Preheat oven to 375ºF. Clean the top and bottom of each Mason jar lid. Turn the inside of each lid over so that the metal part inside of the rim is facing up (instead of the side with the rubber seal on it). This way, the pie dough will come in contact with the metal side of the lid rather than the side with the rubber on it. Set the lids aside.

In a medium size bowl, add blackberries, sugar, flour and lemon juice. Gently stir together. Set aside.

Sprinkle flour on the dough rolling surface and lay out one of the rounds of dough. The dough for the crust (top and bottom) needs to be cut 1-inch larger in diameter than the size of the Mason jar lid. If using 3-inch diameter Mason jar lids, the small dough rounds (pie crusts) need to be 4 inches in diameter. To cut the pie crusts, use a glass (with thin edges) that is 4 inches in diameter or use a Mason jar lid as a guide and cut the round 1-inch larger in diameter with a knife. Each large round of dough should yield 8 pie crusts (small rounds); 2 of the small rounds will need to be made from the scraps after cutting 6 small rounds.

Lay a small round of dough in a Mason jar lid. With your fingers, gently push the dough evenly inside of the lid. Spoon the berry mixture (not the juice) in the pie shell with a slotted spoon—if using a regular spoon, drain the juice back into the bowl (when the berries are in the spoon, lean the spoon on the inside of the bowl to drain the juice). Top the berries with lemon curd. Be careful not to fill the pie shell too full. Leave enough room for the top crust to cover the berries and overlap the bottom crust.

Dip your finger in water and run it around the inside edge of the bottom pie crust. Top the pie with a small round of dough and pinch the edges of the top and bottom crusts together so that they are tightly sealed. Roll the edges of the pie and tuck them into the top of the lid. Repeat the process with the remaining pies.

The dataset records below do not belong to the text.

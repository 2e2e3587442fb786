use crate::{
    compilation::{context::CompilationContext, JSONSchema},
    error::{CompilationError, ValidationError},
    keywords::CompilationResult,
    validator::{Validate, ValidationResult},
};
use regex::Regex;
use serde_json::{Map, Value};

/// The pattern is compiled once at schema ingestion and applied in "find"
/// mode: a match anywhere in the string is enough.
pub(crate) struct PatternValidator {
    original: String,
    pattern: Regex,
}

impl PatternValidator {
    #[inline]
    pub(crate) fn compile(schema: &Value) -> CompilationResult {
        match schema {
            Value::String(item) => {
                let pattern = Regex::new(item)?;
                Ok(Box::new(PatternValidator {
                    original: item.clone(),
                    pattern,
                }))
            }
            _ => Err(CompilationError::SchemaError),
        }
    }
}

impl Validate for PatternValidator {
    fn validate(&self, schema: &JSONSchema, instance: &Value) -> ValidationResult {
        if self.is_valid(schema, instance) {
            Ok(())
        } else {
            Err(ValidationError::pattern(instance, self.original.clone()))
        }
    }

    fn is_valid(&self, _: &JSONSchema, instance: &Value) -> bool {
        if let Value::String(item) = instance {
            self.pattern.is_match(item)
        } else {
            true
        }
    }

    fn name(&self) -> String {
        format!("pattern: {}", self.pattern)
    }
}

#[inline]
pub(crate) fn compile(
    _: &Map<String, Value>,
    schema: &Value,
    _: &CompilationContext,
) -> Option<CompilationResult> {
    Some(PatternValidator::compile(schema))
}
use crate::{
    compilation::{context::CompilationContext, JSONSchema},
    error::{CompilationError, ValidationError},
    keywords::CompilationResult,
    validator::{Validate, ValidationResult},
};
use serde_json::{Map, Value};

pub(crate) struct MaxPropertiesValidator {
    limit: u64,
}

impl MaxPropertiesValidator {
    #[inline]
    pub(crate) fn compile(schema: &Value) -> CompilationResult {
        if let Some(limit) = schema.as_u64() {
            return Ok(Box::new(MaxPropertiesValidator { limit }));
        }
        Err(CompilationError::SchemaError)
    }
}

impl Validate for MaxPropertiesValidator {
    fn validate(&self, schema: &JSONSchema, instance: &Value) -> ValidationResult {
        if self.is_valid(schema, instance) {
            Ok(())
        } else {
            Err(ValidationError::too_many_properties(instance, self.limit))
        }
    }

    fn is_valid(&self, _: &JSONSchema, instance: &Value) -> bool {
        if let Value::Object(item) = instance {
            item.len() as u64 <= self.limit
        } else {
            true
        }
    }

    fn name(&self) -> String {
        format!("maxProperties: {}", self.limit)
    }
}

#[inline]
pub(crate) fn compile(
    _: &Map<String, Value>,
    schema: &Value,
    _: &CompilationContext,
) -> Option<CompilationResult> {
    Some(MaxPropertiesValidator::compile(schema))
}

#[cfg(test)]
mod tests {
    use crate::tests_util;
    use serde_json::{json, Value};
    use test_case::test_case;

    #[test_case(json!({"maxProperties": 2}), json!({"a": 1, "b": 2}))]
    #[test_case(json!({"maxProperties": 2}), json!({}))]
    fn valid(schema: Value, instance: Value) {
        tests_util::is_valid(schema, instance)
    }

    #[test_case(json!({"maxProperties": 1}), json!({"a": 1, "b": 2}))]
    fn invalid(schema: Value, instance: Value) {
        tests_util::is_not_valid(schema, instance)
    }
}
use crate::{
    compilation::{context::CompilationContext, JSONSchema},
    error::{CompilationError, Limit, ValidationError},
    keywords::CompilationResult,
    validator::{Validate, ValidationResult},
};
use num_cmp::NumCmp;
use serde_json::{Map, Value};

/// The upper numeric bound. With `exclusiveMaximum: true` on the enclosing
/// schema the bound is strict.
pub(crate) struct MaximumValidator {
    limit: f64,
    exclusive: bool,
}

impl MaximumValidator {
    #[inline]
    pub(crate) fn compile(limit: f64, exclusive: bool) -> CompilationResult {
        Ok(Box::new(MaximumValidator { limit, exclusive }))
    }
}

impl Validate for MaximumValidator {
    fn validate(&self, schema: &JSONSchema, instance: &Value) -> ValidationResult {
        if self.is_valid(schema, instance) {
            Ok(())
        } else {
            Err(ValidationError::out_of_bounds(
                instance,
                self.limit,
                self.exclusive,
                Limit::Maximum,
            ))
        }
    }

    fn is_valid(&self, _: &JSONSchema, instance: &Value) -> bool {
        if let Value::Number(number) = instance {
            if let Some(value) = number.as_u64() {
                if self.exclusive {
                    NumCmp::num_lt(value, self.limit)
                } else {
                    NumCmp::num_le(value, self.limit)
                }
            } else if let Some(value) = number.as_i64() {
                if self.exclusive {
                    NumCmp::num_lt(value, self.limit)
                } else {
                    NumCmp::num_le(value, self.limit)
                }
            } else {
                let value = number.as_f64().expect("Always valid");
                if self.exclusive {
                    value < self.limit
                } else {
                    value <= self.limit
                }
            }
        } else {
            true
        }
    }

    fn name(&self) -> String {
        format!("maximum: {}", self.limit)
    }
}

#[inline]
pub(crate) fn compile(
    parent: &Map<String, Value>,
    schema: &Value,
    _: &CompilationContext,
) -> Option<CompilationResult> {
    if let Value::Number(limit) = schema {
        let limit = limit.as_f64().expect("Always valid");
        let exclusive = matches!(parent.get("exclusiveMaximum"), Some(Value::Bool(true)));
        Some(MaximumValidator::compile(limit, exclusive))
    } else {
        Some(Err(CompilationError::SchemaError))
    }
}
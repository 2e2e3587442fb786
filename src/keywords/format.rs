//! Validator for `format` keyword.
use crate::{
    compilation::{context::CompilationContext, JSONSchema},
    error::{CompilationError, ValidationError},
    keywords::CompilationResult,
    validator::{Validate, ValidationResult},
};
use chrono::DateTime;
use serde_json::{Map, Value};

struct DateTimeValidator {}

impl DateTimeValidator {
    #[inline]
    pub(crate) fn compile() -> CompilationResult {
        Ok(Box::new(DateTimeValidator {}))
    }
}

impl Validate for DateTimeValidator {
    fn validate(&self, schema: &JSONSchema, instance: &Value) -> ValidationResult {
        if self.is_valid(schema, instance) {
            Ok(())
        } else {
            Err(ValidationError::format(instance, "date-time"))
        }
    }

    fn is_valid(&self, _: &JSONSchema, instance: &Value) -> bool {
        if let Value::String(item) = instance {
            DateTime::parse_from_rfc3339(item).is_ok()
        } else {
            true
        }
    }

    fn name(&self) -> String {
        "format: date-time".to_string()
    }
}

#[inline]
pub(crate) fn compile(
    _: &Map<String, Value>,
    schema: &Value,
    _: &CompilationContext,
) -> Option<CompilationResult> {
    if let Value::String(format) = schema {
        match format.as_str() {
            "date-time" => Some(DateTimeValidator::compile()),
            _ => {
                // Unsupported formats never fail validation, they are only
                // reported to the diagnostic sink
                eprintln!("Unsupported format: {}", format);
                None
            }
        }
    } else {
        Some(Err(CompilationError::SchemaError))
    }
}
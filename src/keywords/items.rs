use crate::{
    compilation::{compile_validators, context::CompilationContext, JSONSchema},
    error::{CompilationError, ValidationError},
    helpers,
    keywords::{format_validators, CompilationResult, Validators},
    validator::{Validate, ValidationResult},
};
use serde_json::{Map, Value};

/// The single-schema `items` form: every element is validated against one
/// sub-schema. Per-position first errors are collected into one record.
pub(crate) struct ItemsObjectValidator {
    validators: Validators,
}

impl ItemsObjectValidator {
    #[inline]
    pub(crate) fn compile(schema: &Value, context: &CompilationContext) -> CompilationResult {
        let validators = compile_validators(schema, context)?;
        Ok(Box::new(ItemsObjectValidator { validators }))
    }
}

impl Validate for ItemsObjectValidator {
    fn validate(&self, schema: &JSONSchema, instance: &Value) -> ValidationResult {
        if let Value::Array(items) = instance {
            let mut errors = Vec::new();
            for (position, item) in items.iter().enumerate() {
                for validator in &self.validators {
                    if let Err(error) = validator.validate(schema, item) {
                        if error.is_resolution_failure() {
                            return Err(error);
                        }
                        errors.push((position, error));
                        break;
                    }
                }
            }
            if !errors.is_empty() {
                return Err(ValidationError::array_items(instance, errors));
            }
        }
        Ok(())
    }

    fn is_valid(&self, schema: &JSONSchema, instance: &Value) -> bool {
        if let Value::Array(items) = instance {
            items.iter().all(|item| {
                self.validators
                    .iter()
                    .all(|validator| validator.is_valid(schema, item))
            })
        } else {
            true
        }
    }

    fn name(&self) -> String {
        format!("items: {}", format_validators(&self.validators))
    }
}

/// A pure enum `items` schema is checked element-by-element right here
/// instead of dispatching into a nested validator battery. Semantics are
/// identical to the generic form.
pub(crate) struct ItemsEnumValidator {
    options: Value,
    items: Vec<Value>,
}

impl ItemsEnumValidator {
    #[inline]
    pub(crate) fn compile(options: &Value) -> CompilationResult {
        if let Value::Array(items) = options {
            return Ok(Box::new(ItemsEnumValidator {
                options: options.clone(),
                items: items.clone(),
            }));
        }
        Err(CompilationError::SchemaError)
    }
}

impl Validate for ItemsEnumValidator {
    fn validate(&self, schema: &JSONSchema, instance: &Value) -> ValidationResult {
        if let Value::Array(elements) = instance {
            if !self.is_valid(schema, instance) {
                let mut errors = Vec::new();
                for (position, element) in elements.iter().enumerate() {
                    if !self.items.iter().any(|item| helpers::equal(item, element)) {
                        errors.push((
                            position,
                            ValidationError::invalid_enum_value(element, &self.options),
                        ));
                    }
                }
                return Err(ValidationError::array_items(instance, errors));
            }
        }
        Ok(())
    }

    fn is_valid(&self, _: &JSONSchema, instance: &Value) -> bool {
        if let Value::Array(elements) = instance {
            elements.iter().all(|element| {
                self.items.iter().any(|item| helpers::equal(item, element))
            })
        } else {
            true
        }
    }

    fn name(&self) -> String {
        format!("items: {{enum: {}}}", self.options)
    }
}

#[inline]
pub(crate) fn compile(
    _: &Map<String, Value>,
    schema: &Value,
    context: &CompilationContext,
) -> Option<CompilationResult> {
    match schema {
        Value::Object(subschema) => {
            if subschema.len() == 1 {
                if let Some(options) = subschema.get("enum") {
                    return Some(ItemsEnumValidator::compile(options));
                }
            }
            Some(ItemsObjectValidator::compile(schema, context))
        }
        // The tuple form is not supported
        _ => Some(Err(CompilationError::SchemaError)),
    }
}

#[cfg(test)]
mod tests {
    use crate::{tests_util, JSONSchema, ValidationErrorKind};
    use serde_json::{json, Value};
    use test_case::test_case;

    #[test_case(json!({"items": {"type": "integer"}}), json!([1, 2, 3]))]
    #[test_case(json!({"items": {"type": "integer"}}), json!([]))]
    #[test_case(json!({"items": {"enum": ["a", "b"]}}), json!(["a", "b", "a"]))]
    fn valid(schema: Value, instance: Value) {
        tests_util::is_valid(schema, instance)
    }

    #[test_case(json!({"items": {"type": "integer"}}), json!([1, "x"]))]
    #[test_case(json!({"items": {"enum": ["a", "b"]}}), json!(["a", "c"]))]
    fn invalid(schema: Value, instance: Value) {
        tests_util::is_not_valid(schema, instance)
    }

    #[test]
    fn positions_are_recorded() {
        let schema = json!({"items": {"type": "integer"}});
        let compiled = JSONSchema::compile(&schema, None).unwrap();
        let error = compiled.validate(&json!([1, "x", 2, "y"])).unwrap_err();
        match error.kind() {
            ValidationErrorKind::ArrayItems { items } => {
                let positions: Vec<usize> = items.iter().map(|(i, _)| *i).collect();
                assert_eq!(positions, vec![1, 3])
            }
            _ => panic!("Expected array items"),
        }
    }

    #[test]
    fn enum_specialization_matches_generic_form() {
        // Both forms must agree; the specialized one skips re-dispatching
        let specialized = json!({"items": {"enum": [1, 2]}});
        let generic = json!({"items": {"enum": [1, 2], "type": "integer"}});
        for instance in &[json!([1, 2, 1]), json!([1, 3]), json!(["x"])] {
            assert_eq!(
                crate::is_valid(&specialized, instance),
                crate::is_valid(&generic, instance)
            );
        }
    }

    #[test]
    fn tuple_form_is_rejected() {
        let schema = json!({"items": [{"type": "integer"}]});
        assert!(JSONSchema::compile(&schema, None).is_err())
    }
}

For the egg wash, in a small bowl, add egg and water. Whisk together. Brush egg wash on top of the pies. Sprinkle sugar crystals on top of the pies. Cut slits on top of the pies so that steam can escape.

Line a shallow baking pan or cookie sheet (with sides) with parchment paper. Put the pies on the pan leaving some space in between each pie. Bake in a preheated oven until the pie crusts turn a golden brown, about 35–40 minutes. Juice from the pies may bubble outside of the pies on to the parchment paper. Let the pies cool until the lids are cool enough to handle.

Carefully push the bottoms of the lids up and out of the rim section. Then carefully remove the bottom parts of the lids from the pies. Serve as soon as the pies are removed from the lids so they’re still warm.